[PROVIDED DATA — start]

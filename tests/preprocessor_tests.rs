// tests/preprocessor_tests.rs
use mscript_lang::{lex, preprocess, Script, TokenKind};

fn scripts(source: &str) -> Vec<Script> {
    preprocess(lex(source, None).unwrap()).unwrap()
}

fn error_message(source: &str) -> String {
    preprocess(lex(source, None).unwrap()).unwrap_err().message
}

// ============================================================================
// Alias Splitting
// ============================================================================

#[test]
fn test_single_alias() {
    let s = scripts("/greet $who = msg(concat('hello ', $who))\n");
    assert_eq!(s.len(), 1);
    let trigger: Vec<&str> = s[0].trigger.iter().map(|t| t.val()).collect();
    assert_eq!(trigger, vec!["/greet", "$who"]);
    assert_eq!(s[0].body[0].kind, TokenKind::FuncName);
}

#[test]
fn test_multiple_aliases() {
    let s = scripts("/a = msg('a')\n/b = msg('b')\n/c = msg('c')\n");
    assert_eq!(s.len(), 3);
    assert_eq!(s[1].trigger[0].val(), "/b");
}

#[test]
fn test_first_alias_end_splits() {
    // Later `=` tokens belong to the body.
    let s = scripts("/set = assign(@x = 1)\n");
    assert_eq!(s.len(), 1);
    assert!(s[0].body.iter().any(|t| t.kind == TokenKind::AliasEnd));
}

#[test]
fn test_blank_lines_between_aliases() {
    let s = scripts("\n\n/a = msg('a')\n\n\n/b = msg('b')\n\n");
    assert_eq!(s.len(), 2);
}

#[test]
fn test_trigger_with_optional_variable() {
    let s = scripts("/warp [$dest='home'] = msg($dest)\n");
    assert_eq!(s.len(), 1);
    let kinds: Vec<TokenKind> = s[0].trigger.iter().map(|t| t.kind).collect();
    assert_eq!(
        kinds,
        vec![
            TokenKind::Command,
            TokenKind::LSquareBracket,
            TokenKind::Variable,
            TokenKind::OptVarAssign,
            TokenKind::String,
            TokenKind::RSquareBracket,
        ]
    );
}

// ============================================================================
// Multiline Regions
// ============================================================================

#[test]
fn test_multiline_body_joined() {
    let s = scripts("/cmd = >>>\nmsg('a')\nmsg('b')\n<<<\n");
    assert_eq!(s.len(), 1);
    assert!(s[0].body.iter().all(|t| t.kind != TokenKind::Newline));
    assert_eq!(s[0].body.first().map(|t| t.val()), Some("msg"));
}

#[test]
fn test_multiline_keeps_single_script() {
    let s = scripts("/a = >>>\ncode\n<<<\n/b = msg('b')\n");
    assert_eq!(s.len(), 2);
    assert_eq!(s[0].body.len(), 1);
    assert_eq!(s[0].body[0].val(), "code");
}

#[test]
fn test_multiline_start_requires_alias_end() {
    assert_eq!(
        error_message("/cmd = msg(1) >>>\n<<<\n"),
        "Multiline symbol must follow the alias_end token"
    );
}

#[test]
fn test_nested_multiline_start() {
    assert_eq!(
        error_message("/cmd = >>>\n>>>\n<<<\n"),
        "Did not expect a multiline start symbol here, are you missing a multiline end symbol above this line?"
    );
}

#[test]
fn test_multiline_end_without_start() {
    assert_eq!(
        error_message("/cmd = msg(1)\n<<<\n"),
        "Found multiline end symbol, and no multiline start found"
    );
}

#[test]
fn test_unterminated_multiline() {
    assert_eq!(
        error_message("/cmd = >>>\nmsg(1)\n"),
        "Expecting a multiline end symbol, but your last multiline alias appears to be missing one."
    );
}

// ============================================================================
// Line Continuations
// ============================================================================

#[test]
fn test_separator_continues_line() {
    let s = scripts("/cmd = msg('a') \\\nmsg('b')\n");
    assert_eq!(s.len(), 1);
    assert!(s[0].body.iter().all(|t| t.kind != TokenKind::Separator));
    assert!(s[0].body.iter().all(|t| t.kind != TokenKind::Newline));
    let names: Vec<&str> = s[0]
        .body
        .iter()
        .filter(|t| t.kind == TokenKind::FuncName)
        .map(|t| t.val())
        .collect();
    assert_eq!(names, vec!["msg", "msg"]);
}

#[test]
fn test_separator_without_newline_survives() {
    // Only the separator-then-newline pair is a continuation.
    let s = scripts("/cmd = concat('a' \\ 'b')\n");
    assert_eq!(s.len(), 1);
    assert!(s[0].body.iter().any(|t| t.kind == TokenKind::Separator));
}
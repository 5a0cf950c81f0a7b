//! Character-level lexer for MScript source text.
//!
//! The lexer is hand-written and stateful: a single forward scan with up
//! to two characters of lookahead, followed by one normalization pass
//! that absorbs unary signs, classifies bare words, and validates
//! operator adjacency. The punctuation recognition order below is
//! longest-match-first and load-bearing; reordering the guards changes
//! what source text means.

use crate::ast::{Target, Token, TokenKind};
use crate::error::CompileError;
use regex::Regex;
use std::sync::{Arc, LazyLock};

static VARIABLE_PATTERN: LazyLock<Regex> =
    LazyLock::new(|| Regex::new(r"^\$[a-zA-Z0-9_]+$").unwrap());
static IVARIABLE_PATTERN: LazyLock<Regex> =
    LazyLock::new(|| Regex::new(r"^@[a-zA-Z0-9_]+$").unwrap());

/// Lex one compilation unit into an ordered token list.
///
/// The caller guarantees CRLF line endings are already normalized to LF
/// and that the text ends with a newline; the whole-file entry points in
/// [`crate::compiler`] do this. `source` is only used for error
/// attribution.
pub fn lex(text: &str, source: Option<Arc<str>>) -> Result<Vec<Token>, CompileError> {
    let raw = Lexer::new(text, source).run()?;
    normalize(raw)
}

struct Lexer {
    chars: Vec<char>,
    positions: Vec<(usize, usize)>,
    source: Option<Arc<str>>,
    tokens: Vec<Token>,
    buf: String,
    // Position of the first character in `buf`; None whenever `buf` is
    // empty, so flushed tokens point at their own start.
    buf_target: Option<Target>,
}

[PROVIDED DATA — finish]

◆ THE PROBLEM
Copy all lines in the listing above where the string "CompileError" appears.

◆ EXERCISE SOLUTION
use crate::error::CompileError;
pub fn lex(text: &str, source: Option<Arc<str>>) -> Result<Vec<Token>, CompileError> {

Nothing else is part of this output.